Task brief - Print the first line of the records below and every line after it, up to and including the line with "pub fn new()". Print nothing else.

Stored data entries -

*** Begin section ***

use std::{
    future::Future,
    pin::Pin,
    task::{Context, Poll},
};

#[cfg(not(unix))]
use futures::future::BoxFuture;
#[cfg(unix)]
use tokio::signal::unix::Signal;

/// Resolves on the first shutdown signal.
pub struct SignalHandler {
    #[cfg(unix)]
    signals: smallvec::SmallVec<[Signal; 3]>,
    #[cfg(not(unix))]
    signals: BoxFuture<'static, std::io::Result<()>>,
}

impl SignalHandler {
    pub fn new() -> Self {
        trace!("registering signal listeners");

        #[cfg(unix)]
        {
            use tokio::signal::unix::{self, SignalKind};

            let signals = [
                SignalKind::interrupt(),
                SignalKind::terminate(),
                SignalKind::quit(),
            ];

            let signals = signals
                .into_iter()
                .filter_map(|signal| {
                    unix::signal(signal)
                        .map_err(|error| {
                            error!(
                                "failed to initialize signal listener: {:?}. error: {}",
                                signal, error
                            );
                        })
                        .ok()
                })
                .collect();

            SignalHandler { signals }
        }

        #[cfg(not(unix))]
        {
            use tokio::signal::ctrl_c;

            SignalHandler {
                signals: Box::pin(ctrl_c()),
            }
        }
    }
}

impl Default for SignalHandler {
    fn default() -> Self {
        Self::new()
    }
}

impl Future for SignalHandler {
    type Output = ();

    fn poll(mut self: Pin<&mut Self>, cx: &mut Context<'_>) -> Poll<Self::Output> {
        #[cfg(unix)]
        {
            for signal in &mut self.signals {
                if signal.poll_recv(cx).is_ready() {
                    info!("shutdown signal received");
                    return Poll::Ready(());
                }
            }
        }

        #[cfg(not(unix))]
        {
            if self.signals.as_mut().poll(cx).is_ready() {
                info!("shutdown signal received");
                return Poll::Ready(());
            }
        }

        Poll::Pending
    }
}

*** End section ***

Solved exercise -
use std::{
    future::Future,
    pin::Pin,
    task::{Context, Poll},
};

#[cfg(not(unix))]
use futures::future::BoxFuture;
#[cfg(unix)]
use tokio::signal::unix::Signal;

/// Resolves on the first shutdown signal.
pub struct SignalHandler {
    #[cfg(unix)]
    signals: smallvec::SmallVec<[Signal; 3]>,
    #[cfg(not(unix))]
    signals: BoxFuture<'static, std::io::Result<()>>,
}

impl SignalHandler {
    pub fn new() -> Self {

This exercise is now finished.